### [WORK TASK]
Start at the line with "filename crates/infrastructure/src/dns/mod.rs" in the records below, stop at the line with "a problem early.", and return every line in that span exactly, the two end lines included.

[Stored data]
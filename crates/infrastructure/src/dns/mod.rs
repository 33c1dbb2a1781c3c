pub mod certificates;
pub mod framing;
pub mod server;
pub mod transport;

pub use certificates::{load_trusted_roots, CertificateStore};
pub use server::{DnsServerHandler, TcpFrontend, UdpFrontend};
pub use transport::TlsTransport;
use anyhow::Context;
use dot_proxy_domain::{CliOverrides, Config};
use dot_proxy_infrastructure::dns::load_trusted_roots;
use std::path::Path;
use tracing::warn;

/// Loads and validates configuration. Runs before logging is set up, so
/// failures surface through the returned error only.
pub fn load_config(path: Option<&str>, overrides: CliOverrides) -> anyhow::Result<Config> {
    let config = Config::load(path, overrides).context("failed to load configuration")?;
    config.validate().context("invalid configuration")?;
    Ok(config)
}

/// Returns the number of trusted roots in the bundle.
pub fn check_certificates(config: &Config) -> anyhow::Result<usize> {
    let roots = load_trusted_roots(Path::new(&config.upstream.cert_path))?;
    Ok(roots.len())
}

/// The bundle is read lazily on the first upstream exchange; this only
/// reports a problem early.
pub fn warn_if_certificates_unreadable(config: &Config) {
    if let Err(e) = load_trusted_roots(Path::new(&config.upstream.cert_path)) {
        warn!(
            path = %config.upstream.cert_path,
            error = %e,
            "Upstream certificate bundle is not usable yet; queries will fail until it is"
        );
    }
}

---

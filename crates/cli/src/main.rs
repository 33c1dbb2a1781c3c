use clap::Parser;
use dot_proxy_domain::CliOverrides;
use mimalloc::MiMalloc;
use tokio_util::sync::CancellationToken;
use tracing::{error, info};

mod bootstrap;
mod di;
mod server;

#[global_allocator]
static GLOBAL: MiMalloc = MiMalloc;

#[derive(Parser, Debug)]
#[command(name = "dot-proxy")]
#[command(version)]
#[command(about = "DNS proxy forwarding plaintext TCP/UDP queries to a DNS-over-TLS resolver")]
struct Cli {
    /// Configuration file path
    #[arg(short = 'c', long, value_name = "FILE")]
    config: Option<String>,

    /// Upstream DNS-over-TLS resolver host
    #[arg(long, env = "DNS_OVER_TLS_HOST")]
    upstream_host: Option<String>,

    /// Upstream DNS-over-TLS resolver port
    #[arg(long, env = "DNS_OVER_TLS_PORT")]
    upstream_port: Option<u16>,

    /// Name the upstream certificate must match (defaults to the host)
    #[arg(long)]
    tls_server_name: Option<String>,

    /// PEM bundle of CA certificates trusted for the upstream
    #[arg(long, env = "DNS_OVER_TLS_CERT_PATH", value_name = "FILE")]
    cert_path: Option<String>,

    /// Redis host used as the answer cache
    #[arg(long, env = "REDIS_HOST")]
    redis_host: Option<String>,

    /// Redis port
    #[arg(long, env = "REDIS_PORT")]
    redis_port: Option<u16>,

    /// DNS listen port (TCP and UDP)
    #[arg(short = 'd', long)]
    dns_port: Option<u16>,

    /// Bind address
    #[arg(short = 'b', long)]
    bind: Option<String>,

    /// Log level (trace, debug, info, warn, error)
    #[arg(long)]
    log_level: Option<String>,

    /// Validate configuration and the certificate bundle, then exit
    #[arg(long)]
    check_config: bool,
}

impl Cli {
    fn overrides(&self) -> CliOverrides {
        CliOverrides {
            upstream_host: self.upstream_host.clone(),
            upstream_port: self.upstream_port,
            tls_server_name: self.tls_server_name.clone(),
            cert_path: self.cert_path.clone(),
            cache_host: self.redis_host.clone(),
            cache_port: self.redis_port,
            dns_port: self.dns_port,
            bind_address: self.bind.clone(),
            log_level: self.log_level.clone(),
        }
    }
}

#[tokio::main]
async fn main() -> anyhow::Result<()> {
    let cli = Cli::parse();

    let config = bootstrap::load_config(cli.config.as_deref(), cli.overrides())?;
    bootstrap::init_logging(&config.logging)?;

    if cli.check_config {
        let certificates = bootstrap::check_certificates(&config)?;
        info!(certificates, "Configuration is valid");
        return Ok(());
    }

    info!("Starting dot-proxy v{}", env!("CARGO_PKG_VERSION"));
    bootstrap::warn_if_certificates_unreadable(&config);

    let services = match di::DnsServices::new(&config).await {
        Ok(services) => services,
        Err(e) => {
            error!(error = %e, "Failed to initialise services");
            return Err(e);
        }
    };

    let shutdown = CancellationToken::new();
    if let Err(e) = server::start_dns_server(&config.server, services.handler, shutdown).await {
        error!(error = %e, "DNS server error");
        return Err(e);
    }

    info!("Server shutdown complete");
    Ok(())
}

### [EXERCISE ANSWER]
filename crates/infrastructure/src/dns/mod.rs
repository 33c1dbb2a1781c3c
pub mod certificates;
pub mod framing;
pub mod server;
pub mod transport;

pub use certificates::{load_trusted_roots, CertificateStore};
pub use server::{DnsServerHandler, TcpFrontend, UdpFrontend};
pub use transport::TlsTransport;
use anyhow::Context;
use dot_proxy_domain::{CliOverrides, Config};
use dot_proxy_infrastructure::dns::load_trusted_roots;
use std::path::Path;
use tracing::warn;

/// Loads and validates configuration. Runs before logging is set up, so
/// failures surface through the returned error only.
pub fn load_config(path: Option<&str>, overrides: CliOverrides) -> anyhow::Result<Config> {
    let config = Config::load(path, overrides).context("failed to load configuration")?;
    config.validate().context("invalid configuration")?;
    Ok(config)
}

/// Returns the number of trusted roots in the bundle.
pub fn check_certificates(config: &Config) -> anyhow::Result<usize> {
    let roots = load_trusted_roots(Path::new(&config.upstream.cert_path))?;
    Ok(roots.len())
}

/// The bundle is read lazily on the first upstream exchange; this only
/// reports a problem early.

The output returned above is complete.